= Arie Parks Taylor =

American politician

Arie Parks Taylor (March 27, 1927- September 27, 2003) was the first African American woman to become a Women's Air Force classroom instructor and officer and the first African-American woman elected to the Colorado State House of Representatives.

== Early life and education ==
Taylor was born Arie Mae Parks in Bedford, Ohio and was one of eleven children. Her mother died in childbirth after which she helped to care for her siblings.

Taylor graduated from Bedford High School and attended Miami University in Ohio for two years before graduating from Case Western Reserve University in 1951. While in college, she worked for Jean Capers, the first African American woman on the Cleveland City Council.

== Career ==

=== Women's Air Force ===
Taylor joined the Women's Air Force (WAF) after college graduation. She served as a staff administrator and ultimately became the WAF's first African American officer and classroom instructor. She met and married William Taylor while serving in the WAF.
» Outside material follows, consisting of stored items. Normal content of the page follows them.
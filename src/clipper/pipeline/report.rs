use std::path::PathBuf;

use serde::Serialize;

use super::PreparedRun;
use crate::clipper::schedule::{ChunkWindow, ScheduleStop};
use crate::ui::prelude::{Level, emit};

#[derive(Debug, Clone, PartialEq, Serialize)]
#[serde(tag = "status", content = "reason", rename_all = "kebab-case")]
pub enum ChunkStatus {
    Rendered,
    Failed(String),
}

#[derive(Debug, Clone, Serialize)]
pub struct ChunkOutcome {
    pub window: ChunkWindow,
    pub output: PathBuf,
    /// Subtitle lines burned into this clip
    pub lines: usize,
    #[serde(flatten)]
    pub status: ChunkStatus,
}

/// Per-run summary, one entry per attempted window in schedule order.
#[derive(Debug, Clone, Serialize)]
pub struct RunReport {
    pub input: PathBuf,
    pub duration: f64,
    pub segments: usize,
    pub stop: ScheduleStop,
    pub chunks: Vec<ChunkOutcome>,
}

impl RunReport {
    pub(super) fn new(prepared: &PreparedRun) -> Self {
        Self {
            input: prepared.input.clone(),
            duration: prepared.duration,
            segments: prepared.segments.len(),
            stop: prepared.schedule.stop,
            chunks: Vec::new(),
        }
    }

    pub fn rendered(&self) -> usize {
        self.chunks
            .iter()
            .filter(|chunk| chunk.status == ChunkStatus::Rendered)
            .count()
    }

    pub fn failed(&self) -> usize {
        self.chunks.len() - self.rendered()
    }

    pub fn summary_lines(&self) -> Vec<ReportLine> {
        let mut lines = Vec::new();

        if self.chunks.is_empty() {
            lines.push(ReportLine::new(
                Level::Warn,
                "clipper.report.empty",
                format!("No clips produced for {}", self.input.display()),
            ));
            return lines;
        }

        lines.push(ReportLine::new(
            Level::Success,
            "clipper.report.rendered",
            format!(
                "Rendered {} of {} clip(s) from {}",
                self.rendered(),
                self.chunks.len(),
                self.input.display()
            ),
        ));

        let failures: Vec<String> = self
            .chunks
            .iter()
            .filter_map(|chunk| match &chunk.status {
                ChunkStatus::Failed(reason) => {
                    Some(format!("clip {:03}: {}", chunk.window.index, reason))
                }
                ChunkStatus::Rendered => None,
            })
            .collect();
        if !failures.is_empty() {
            lines.push(ReportLine::new(
                Level::Error,
                "clipper.report.failed",
                format!("{} clip(s) failed:\n{}", failures.len(), failures.join("\n")),
            ));
        }

        lines
    }

    pub fn emit(&self) {
        emit_report(&self.summary_lines());
    }
}

#[derive(Debug, Clone)]
pub struct ReportLine {
    pub level: Level,
    pub code: &'static str,
    pub message: String,
}

impl ReportLine {
    pub fn new(level: Level, code: &'static str, message: impl Into<String>) -> Self {
        Self {
            level,
            code,
            message: message.into(),
        }
    }
}

fn emit_report(lines: &[ReportLine]) {
    for line in lines {
        emit(line.level, line.code, &line.message, None);
    }
}

#[cfg(test)]
mod tests {
    use super::*;

    fn outcome(index: usize, status: ChunkStatus) -> ChunkOutcome {
        ChunkOutcome {
            window: ChunkWindow {
                index,
                start: (index - 1) as f64 * 30.0,
                length: 30.0,
            },
            output: PathBuf::from(format!("/out/clip_{index:03}_9x16_subs.mp4")),
            lines: 2,
            status,
        }
    }

    fn report(chunks: Vec<ChunkOutcome>) -> RunReport {
        RunReport {
            input: PathBuf::from("/media/talk.mp4"),
            duration: 95.0,
            segments: 12,
            stop: ScheduleStop::Complete,
            chunks,
        }
    }

    #[test]
    fn counts_rendered_and_failed() {
        let report = report(vec![
            outcome(1, ChunkStatus::Rendered),
            outcome(2, ChunkStatus::Failed("boom".to_string())),
            outcome(3, ChunkStatus::Rendered),
        ]);
        assert_eq!(report.rendered(), 2);
        assert_eq!(report.failed(), 1);

        let lines = report.summary_lines();
        assert_eq!(lines.len(), 2);
        assert_eq!(lines[0].code, "clipper.report.rendered");
        assert!(lines[1].message.contains("clip 002: boom"));
    }

    #[test]
    fn empty_report_warns() {
        let lines = report(Vec::new()).summary_lines();
        assert_eq!(lines.len(), 1);
        assert!(matches!(lines[0].level, Level::Warn));
    }

    #[test]
    fn serializes_status_inline() {
        let value = serde_json::to_value(outcome(2, ChunkStatus::Failed("boom".into()))).unwrap();
        assert_eq!(value["status"], "failed");
        assert_eq!(value["reason"], "boom");
        assert_eq!(value["window"]["index"], 2);
    }
}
Taylor was honorably discharged after four years of service after which she accepted an offer to work full-time for Jean Capers.

=== Politics ===
In 1958, Taylor divorced William and moved to Denver where she worked as a hospital administrator. She enrolled in accounting classes at University of Colorado and accepted a job with an accounting firm after graduation.

Taylor joined the Northeast Denver Democrats shortly after arriving in Denver. She was named Chief Clerk for the Denver Election Commission in 1965 and was a Colorado delegate to the 1968 Democratic National Convention.

In 1972, Taylor won a seat in the Colorado House of Representatives making her Colorado's first female African American representative.